Anti-Chinese yellow peril flyer |
Japanese immigrant girl (early twentieth-century California) |
Janet Malcolm's review of Gene Stratton-Porter's Her Father's Daughter (1921) in The New York Review of Books (1/15/2009) focuses on the novel as a record of the kind of anti-Asian immigrant sentiment that was prevalent in Los Angeles in the early twentieth century. If indeed Stratton-Porter was readily susceptible to this predominant collective sentiment as Malcolm suggests, the racial "hatred" that Stratton-Porter allegedly "enthusiastically embraced" can be read symptomatically. Specifically, Stratton-Porter's anti-Asian racism is readable as anxiety symptom--the Asian immigrant "other" becomes in the yellow perilous discursive context of a racially divisive L.A. the abjected [disease] symptom that she attempts to contain and manage--that is, ironically, by relocating to L.A. from a life-long residence in Indiana to recover from flu-exacerbated overall exhaustion.

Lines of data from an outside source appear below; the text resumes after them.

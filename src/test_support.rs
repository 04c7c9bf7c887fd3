//! Shared fixtures for unit tests.

use std::collections::VecDeque;
use std::sync::Mutex;
use std::time::Duration;

use async_trait::async_trait;
use chrono::{TimeZone, Utc};

use crate::data::{Device, DeviceId, DeviceStatus, DeviceType, PingReply};
use crate::error::SourceError;
use crate::source::DeviceSource;

/// Build a device. Up devices get 10ms latency, Down devices time out.
pub fn device(id: u64, name: &str, ip: &str, status: DeviceStatus) -> Device {
    let changed = Utc.with_ymd_and_hms(2025, 3, 1, 8, 0, 0).unwrap();
    let checked = Utc.with_ymd_and_hms(2025, 3, 1, 10, 0, 0).unwrap();
    Device {
        id: DeviceId(id),
        name: name.to_string(),
        ip_address: ip.to_string(),
        device_type: DeviceType::Router,
        location: Some("Lab".to_string()),
        status,
        status_changed_at: changed,
        latency: if status == DeviceStatus::Up { 10 } else { -1 },
        last_checked: checked,
    }
}

/// A device source that replays scripted responses.
///
/// Fetch responses may carry a delay so tests can make requests resolve out
/// of order (use with a paused tokio clock).
#[derive(Debug, Default)]
pub struct FakeSource {
    fetches: Mutex<VecDeque<(Duration, Result<Vec<Device>, SourceError>)>>,
    pings: Mutex<VecDeque<Result<PingReply, SourceError>>>,
    fetch_calls: Mutex<usize>,
    ping_calls: Mutex<Vec<DeviceId>>,
}

impl FakeSource {
    pub fn new() -> Self {
        Self::default()
    }

    pub fn push_fetch(&self, result: Result<Vec<Device>, SourceError>) {
        self.push_delayed_fetch(Duration::ZERO, result);
    }

    pub fn push_delayed_fetch(&self, delay: Duration, result: Result<Vec<Device>, SourceError>) {
        self.fetches.lock().unwrap().push_back((delay, result));
    }

    pub fn push_ping(&self, result: Result<PingReply, SourceError>) {
        self.pings.lock().unwrap().push_back(result);
    }

    pub fn fetch_calls(&self) -> usize {
        *self.fetch_calls.lock().unwrap()
    }

    pub fn ping_calls(&self) -> Vec<DeviceId> {
        self.ping_calls.lock().unwrap().clone()
    }
}

#[async_trait]
impl DeviceSource for FakeSource {
    async fn fetch_devices(&self) -> Result<Vec<Device>, SourceError> {
        *self.fetch_calls.lock().unwrap() += 1;
        let next = self.fetches.lock().unwrap().pop_front();
        let Some((delay, result)) = next else {
            return Err(SourceError::Connection("no scripted response".to_string()));
        };
        if !delay.is_zero() {
            tokio::time::sleep(delay).await;
        }
        result
    }

    async fn ping(&self, id: DeviceId) -> Result<PingReply, SourceError> {
        self.ping_calls.lock().unwrap().push(id);
        let next = self.pings.lock().unwrap().pop_front();
        next.unwrap_or_else(|| Err(SourceError::Connection("no scripted response".to_string())))
    }

    fn description(&self) -> &str {
        "fake"
    }
}
//! Device model as served by the device list endpoint.

use std::fmt;

use chrono::{DateTime, Utc};
use serde::{Deserialize, Serialize};

/// Opaque, stable device identifier.
#[derive(Debug, Clone, Copy, PartialEq, Eq, Hash, PartialOrd, Ord, Serialize, Deserialize)]
#[serde(transparent)]
pub struct DeviceId(pub u64);

impl fmt::Display for DeviceId {
    fn fmt(&self, f: &mut fmt::Formatter<'_>) -> fmt::Result {
        write!(f, "{}", self.0)
    }
}

/// Reachability status reported by the data source.
#[derive(Debug, Clone, Copy, PartialEq, Eq, Hash, Serialize, Deserialize)]
pub enum DeviceStatus {
    Up,
    Down,
}

impl DeviceStatus {
    pub fn label(&self) -> &'static str {
        match self {
            DeviceStatus::Up => "Up",
            DeviceStatus::Down => "Down",
        }
    }
}

/// Device category. Only used to pick an icon.
#[derive(Debug, Clone, Copy, PartialEq, Eq, Hash, Serialize, Deserialize)]
pub enum DeviceType {
    Router,
    Switch,
    Firewall,
    /// Any category this client does not know about.
    #[serde(other)]
    Other,
}

impl DeviceType {
    pub fn label(&self) -> &'static str {
        match self {
            DeviceType::Router => "Router",
            DeviceType::Switch => "Switch",
            DeviceType::Firewall => "Firewall",
            DeviceType::Other => "Other",
        }
    }
}

/// A monitored network device.
#[derive(Debug, Clone, PartialEq, Serialize, Deserialize)]
pub struct Device {
    pub id: DeviceId,
    pub name: String,
    pub ip_address: String,
    #[serde(rename = "type")]
    pub device_type: DeviceType,
    #[serde(default)]
    pub location: Option<String>,
    pub status: DeviceStatus,
    pub status_changed_at: DateTime<Utc>,
    /// Round-trip time in milliseconds; negative means timeout.
    pub latency: i64,
    pub last_checked: DateTime<Utc>,
}

impl Device {
    pub fn is_down(&self) -> bool {
        self.status == DeviceStatus::Down
    }

    /// Latency in milliseconds, or `None` if the last check timed out.
    pub fn latency_ms(&self) -> Option<u64> {
        u64::try_from(self.latency).ok()
    }
}

/// Body returned by the probe endpoint.
#[derive(Debug, Clone, PartialEq, Serialize, Deserialize)]
pub struct PingReply {
    pub ok: bool,
    #[serde(default)]
    pub rtt_ms: Option<i64>,
}

#[cfg(test)]
mod tests {
    use super::*;

    #[test]
    fn test_deserialize_device_list() {
        let json = r#"[
            {
                "id": 1,
                "name": "Router1 ",
                "ip_address": "192.168.1.1",
                "status": "Up",
                "type": "Router",
                "last_checked": "2025-03-01T10:00:00.123456+00:00",
                "location": "London",
                "latency": 42,
                "status_changed_at": "2025-02-28T10:00:00+00:00"
            },
            {
                "id": 8,
                "name": "Firewall - 7",
                "ip_address": "172.16.0.1",
                "status": "Down",
                "type": "Firewall",
                "last_checked": "2025-03-01T09:00:00+00:00",
                "latency": -1,
                "status_changed_at": "2025-02-27T10:00:00+00:00"
            }
        ]"#;

        let devices: Vec<Device> = serde_json::from_str(json).unwrap();
        assert_eq!(devices.len(), 2);
        assert_eq!(devices[0].id, DeviceId(1));
        assert_eq!(devices[0].device_type, DeviceType::Router);
        assert_eq!(devices[0].location.as_deref(), Some("London"));
        assert_eq!(devices[0].latency_ms(), Some(42));
        assert!(devices[1].is_down());
        assert!(devices[1].location.is_none());
        assert_eq!(devices[1].latency_ms(), None);
    }

    #[test]
    fn test_unknown_type_is_other() {
        let json = r#"{
            "id": 3, "name": "ap", "ip_address": "10.0.0.3", "status": "Up",
            "type": "AccessPoint", "latency": 3,
            "last_checked": "2025-03-01T10:00:00Z",
            "status_changed_at": "2025-03-01T10:00:00Z"
        }"#;
        let device: Device = serde_json::from_str(json).unwrap();
        assert_eq!(device.device_type, DeviceType::Other);
    }

    #[test]
    fn test_invalid_status_is_rejected() {
        let json = r#"{
            "id": 3, "name": "x", "ip_address": "10.0.0.3", "status": "Flapping",
            "type": "Switch", "latency": 3,
            "last_checked": "2025-03-01T10:00:00Z",
            "status_changed_at": "2025-03-01T10:00:00Z"
        }"#;
        assert!(serde_json::from_str::<Device>(json).is_err());
    }

    #[test]
    fn test_non_numeric_id_is_rejected() {
        let json = r#"{
            "id": "r1", "name": "x", "ip_address": "10.0.0.3", "status": "Up",
            "type": "Switch", "latency": 3,
            "last_checked": "2025-03-01T10:00:00Z",
            "status_changed_at": "2025-03-01T10:00:00Z"
        }"#;
        assert!(serde_json::from_str::<Device>(json).is_err());
    }

    #[test]
    fn test_ping_reply_without_rtt() {
        let reply: PingReply = serde_json::from_str(r#"{"ok": false}"#).unwrap();
        assert!(!reply.ok);
        assert!(reply.rtt_ms.is_none());
    }
}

Thus if Oka Sayye (which does not read as an authentic Japanese name) is symptomatically killed off in Her Father's Daughter (to contain orientalist anxiety), how then, can A Girl of the Limberlost, published twelve years prior to Her Father's Daughter be reread in the context of Malcolm's allegation of anti-Asian racism? This question can be answered with the observation that Kate Comstock's "rejuvenation" experiment in Chapter 18 reinscribes the over-valuation of white skin both as a sign of female beauty and as a passport for upward socioeconomic mobility. This reinscribed over-valuation could become the anti-Asian subtext of Her Father's Daughter.
Through a dubious home-concocted organic "evil-smelling" skin-peeling regimen, Kate Comstock alchemically achieves the "delicate porcelain white" skin that is the prized socioeconomic passport enabling her to pass for "the other girls' mothers" (345, 347). While her whiteness (as racial attribute) is affirmed through her proud assertion, "I always knew I was white underneath it [tanned/sunburnt surface]" (349) the alternating appearance/disappearance of the highly valued and extremely elusive Yellow Empress/Yellow Emperor moth specimen provides Limberlost with its subtext of ambivalent desire. In fact, the Yellow Empress/Emperor reads like an allusive orientalist short-hand sign, or enigmatic cipher, for the nonwhiteness that is otherwise discursively banished or marginalized (or uneasily contained) through Kate Comstock's skin-whitening "experiment." The yellow color of the prized moth, then, becomes the color of subversive and ambivalent desire (i.e. Philip Ammon's for Elnora). At the same time, yellow is intensified into the gold embroidery and accessories that materialize the economic value that Edith Carr splendidly embodies at her engagement ball.
Thus it can be concluded that while racial whiteness emerges as prized spectacle through Kate Comstock's "experiment," yellow is de-racialized (i.e. becomes an ambiguous multivalent sign) even while uneasily suggesting the banished racial nonwhiteness of Mrs. Comstock's strange beauty "experiment."